Une BOUSSOLE qui indique toujours l’Est… [L’éditorial de Pierre LÉVY dans RUPTURES du 23 novembre 2021]
/image%2F1449569%2F20211129%2Fob_e5f95f_ruptures-edito.jpg)
Par Pierre LÉVY
Une avalanche de condamnations indignées. Visé : l’« effroyable dictateur » Alexandre Loukachenko, selon l’expression d’une élue LFI qui reflète bien l’état d’esprit des classes dirigeantes vis-à-vis du président biélorusse. Celui-ci est accusé d’avoir attiré à Minsk de nombreux ressortissants du Moyen-Orient et d’Afrique, puis d’inciter ces derniers à entrer dans l’Union européenne à partir des frontières du pays avec la Pologne, la Lituanie et la Lettonie. Ces trois Etats ayant lancé la construction de lignes de barbelés et mis en place d’importantes forces armées le long de ces dernières, la situation des quelques milliers d’hommes et de femmes ainsi coincés dans un no man’s land glacial était, mi-novembre, peu enviable, au point que certains y ont perdu la vie.

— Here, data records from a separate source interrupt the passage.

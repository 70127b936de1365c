//! Core Upspin types and traits.
//!
//! This crate defines the shared vocabulary of the Upspin client: path and
//! user names, directory entries and their blocks, endpoints, the Access
//! policy language, the per-user configuration, the closed-kind error type,
//! and the server traits the client consumes.
//!
//! ## Wire-stable surfaces
//!
//! - Path and user name syntax (`path`, `user`)
//! - Directory entries, blocks, references, locations (`entry`)
//! - Endpoint strings `transport,netaddr` (`endpoint`)
//! - The Access and Group file grammars (`access`)
//! - The `key: value` config file (`config`)
//!
//! Server implementations live elsewhere; this crate only carries the
//! capability traits (`server`) they implement.

pub mod access;
pub mod config;
pub mod endpoint;
pub mod entry;
pub mod errors;
pub mod path;
pub mod server;
pub mod user;

// --- Core public surface ---

pub use access::{Access, CanResult, GroupCache, Right, UsersResult};
pub use config::Config;
pub use endpoint::{Endpoint, Transport};
pub use entry::{
    Attribute, DirBlock, DirEntry, Location, Packing, Reference, Signature, Time,
    SEQ_BASE, SEQ_IGNORE, SEQ_NOT_EXIST,
};
pub use errors::{Error, Kind, Result};
pub use path::{Parsed, PathName, MAX_LINK_HOPS};
pub use server::{DirServer, Fetched, KeyServer, StoreServer, UserRecord, WatchEvent};
pub use user::UserName;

On pourrait rappeler au chœur des indignés que la Biélorussie n’a pas créé les migrants : l’afflux de millions d’entre eux vers le Vieux continent, spectaculaire en 2015-2016, est fondamentalement causé par les guerres et la misère. Est-ce le président Loukachenko qui a décidé d’envahir l’Afghanistan, d’attaquer l’Irak, de bombarder la Libye, de déstabiliser la Syrie ? Est-ce la Biélorussie qui porte la responsabilité de la pauvreté qui continue de martyriser des régions africaines entières ?
Est-ce le président Loukachenko qui a décidé d’envahir l’Afghanistan, d’attaquer l’Irak, de bombarder la Libye, de déstabiliser la Syrie ?
Ensuite, il y a quand même quelque toupet à s’émouvoir qu’un pays réagisse après quatre vagues de sanctions adoptées en quelques mois à son encontre (et une cinquième le 15 novembre) ? Ce sont bien les dirigeants européens qui en ont pris l’initiative, au motif d’élections jugées truquées et de la répression qui a suivi. Bruxelles s’attendait-il à ce que Minsk, qui certes se défend d’« instrumentaliser les migrants », s’incline, s’excuse, dise merci aux sanctions ? Au demeurant, l’Occident compte parmi ses amis nombre de pays qui ne se distinguent pas par l’équité des processus électoraux, sans que nul ne songe à déclencher de tels trains de punitions.